Problem description = Find the lines below that contain the string "derive". Copy each one.

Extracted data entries
......
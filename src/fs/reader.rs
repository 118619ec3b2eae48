use crate::{Result, SearchError, fs::FileType, util::NormalizedPath};
use core::{ffi::CStr, ptr::NonNull};
use libc::DIR;

/// One name read from a directory, before any stat call
#[derive(Debug, Clone, PartialEq, Eq)]
pub struct RawChild {
    pub(crate) name: Box<[u8]>,
    pub(crate) file_type: FileType,
}

impl RawChild {
    #[must_use]
    pub fn new(name: &[u8], file_type: FileType) -> Self {
        Self {
            name: name.into(),
            file_type,
        }
    }

    #[must_use]
    #[inline]
    pub fn name(&self) -> &[u8] {
        &self.name
    }

    /// The type from the listing, [`FileType::Unknown`] when the filesystem gives none
    #[must_use]
    #[inline]
    pub const fn file_type(&self) -> FileType {
        self.file_type
    }
}

/// Zeroes `errno` so a null from `readdir` can be told apart from end of stream
#[inline]
fn clear_errno() {
    #[cfg(any(target_os = "linux", target_os = "emscripten", target_os = "redox"))]
    // SAFETY: always returns a valid pointer to this thread's errno
    unsafe {
        *libc::__errno_location() = 0;
    }
    #[cfg(any(target_os = "android", target_os = "netbsd", target_os = "openbsd"))]
    // SAFETY: as above
    unsafe {
        *libc::__errno() = 0;
    }
    #[cfg(any(target_os = "macos", target_os = "ios", target_os = "freebsd"))]
    // SAFETY: as above
    unsafe {
        *libc::__error() = 0;
    }
}

/**
 An open directory stream yielding its children through `readdir`.

 `.` and `..` are skipped. Children come in the order the filesystem reports them,
 which is not sorted and may differ between runs. The stream is not restartable.

 The underlying `DIR` handle is closed when the reader is dropped, whether it was
 read to the end or abandoned part way.
*/
#[derive(Debug)]
pub struct DirReader {
    dir: NonNull<DIR>,
    path: NormalizedPath,
    finished: bool,
}

// SAFETY: the DIR stream is owned exclusively by this reader and only touched through `&mut self`
unsafe impl Send for DirReader {}

impl DirReader {
    /**
     Opens `path` for listing.

     # Errors
     [`SearchError::NotFound`], [`SearchError::Access`], [`SearchError::NotADirectory`]
     or [`SearchError::Io`] from `opendir`.
    */
    pub fn open(path: &NormalizedPath) -> Result<Self> {
        let cpath = path.to_cstring()?;
        // SAFETY: `cpath` is NUL terminated
        let dir = unsafe { libc::opendir(cpath.as_ptr()) };
        let Some(dir) = NonNull::new(dir) else {
            return Err(SearchError::from_io(
                path.as_path(),
                std::io::Error::last_os_error(),
            ));
        };
        Ok(Self {
            dir,
            path: path.clone(),
            finished: false,
        })
    }

    /// The directory being listed
    #[must_use]
    #[inline]
    pub const fn path(&self) -> &NormalizedPath {
        &self.path
    }

    /// Reads the next raw `dirent`, `Ok(None)` at the end of the stream
    fn read_raw(&mut self) -> Result<Option<RawChild>> {
        clear_errno();
        // SAFETY: `self.dir` stays open until drop
        let drnt = unsafe { libc::readdir(self.dir.as_ptr()) };
        if drnt.is_null() {
            let error = std::io::Error::last_os_error();
            return match error.raw_os_error() {
                None | Some(0) => Ok(None),
                Some(_) => Err(SearchError::from_io(self.path.as_path(), error)),
            };
        }

        #[allow(clippy::multiple_unsafe_ops_per_block)]
        // SAFETY: readdir returned a valid entry which lives until the next readdir call,
        // and we copy the name out before then
        let child = unsafe {
            let name = CStr::from_ptr(access_dirent!(drnt, d_name)).to_bytes();
            RawChild::new(name, FileType::from_dtype(access_dirent!(drnt, d_type)))
        };
        Ok(Some(child))
    }
}

impl Iterator for DirReader {
    type Item = Result<RawChild>;

    fn next(&mut self) -> Option<Self::Item> {
        while !self.finished {
            match self.read_raw() {
                Ok(Some(child)) if matches!(&*child.name, b"." | b"..") => {}
                Ok(Some(child)) => return Some(Ok(child)),
                Ok(None) => self.finished = true,
                Err(error) => {
                    self.finished = true;
                    return Some(Err(error));
                }
            }
        }
        None
    }
}

impl core::iter::FusedIterator for DirReader {}

impl Drop for DirReader {
    fn drop(&mut self) {
        // SAFETY: the stream was opened by `open` and is closed exactly once, here
        unsafe { libc::closedir(self.dir.as_ptr()) };
    }
}
use libc::{
    DT_BLK, DT_CHR, DT_DIR, DT_FIFO, DT_LNK, DT_REG, DT_SOCK, S_IFBLK, S_IFCHR, S_IFDIR, S_IFIFO,
    S_IFLNK, S_IFMT, S_IFREG, S_IFSOCK, mode_t,
};

/// The type of a filesystem object, as reported without following symlinks
#[derive(Debug, Clone, Copy, PartialEq, Eq, PartialOrd, Ord, Hash)]
pub enum FileType {
    BlockDevice,
    CharDevice,
    Directory,
    Pipe,
    Symlink,
    RegularFile,
    Socket,
    /// The directory listing gave no type, a stat call is needed to learn it
    Unknown,
}

impl FileType {
    /// Converts a `d_type` value from a directory listing
    #[must_use]
    #[inline]
    pub const fn from_dtype(d_type: u8) -> Self {
        match d_type {
            DT_DIR => Self::Directory,
            DT_REG => Self::RegularFile,
            DT_BLK => Self::BlockDevice,
            DT_CHR => Self::CharDevice,
            DT_FIFO => Self::Pipe,
            DT_LNK => Self::Symlink,
            DT_SOCK => Self::Socket,
            _ => Self::Unknown,
        }
    }

    /// Converts the `st_mode` of a stat result
    #[must_use]
    #[inline]
    pub const fn from_mode(mode: mode_t) -> Self {
        match mode & S_IFMT {
            S_IFREG => Self::RegularFile,
            S_IFDIR => Self::Directory,
            S_IFBLK => Self::BlockDevice,
            S_IFCHR => Self::CharDevice,
            S_IFIFO => Self::Pipe,
            S_IFLNK => Self::Symlink,
            S_IFSOCK => Self::Socket,
            _ => Self::Unknown,
        }
    }

    #[must_use]
    #[inline]
    pub fn from_stat(stat: &libc::stat) -> Self {
        Self::from_mode(stat.st_mode)
    }

    /// Devices, pipes and sockets
    #[must_use]
    #[inline]
    pub const fn is_special(self) -> bool {
        matches!(
            self,
            Self::BlockDevice | Self::CharDevice | Self::Pipe | Self::Socket
        )
    }
}

impl core::fmt::Display for FileType {
    fn fmt(&self, f: &mut core::fmt::Formatter<'_>) -> core::fmt::Result {
        match self {
            Self::BlockDevice => write!(f, "Block device"),
            Self::CharDevice => write!(f, "Character device"),
            Self::Directory => write!(f, "Directory"),
            Self::Pipe => write!(f, "Pipe"),
            Self::Symlink => write!(f, "Symlink"),
            Self::RegularFile => write!(f, "Regular file"),
            Self::Socket => write!(f, "Socket"),
            Self::Unknown => write!(f, "Unknown"),
        }
    }
}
......
Exercise response =
#[derive(Debug, Clone, PartialEq, Eq)]
#[derive(Debug)]
#[derive(Debug, Clone, Copy, PartialEq, Eq, PartialOrd, Ord, Hash)]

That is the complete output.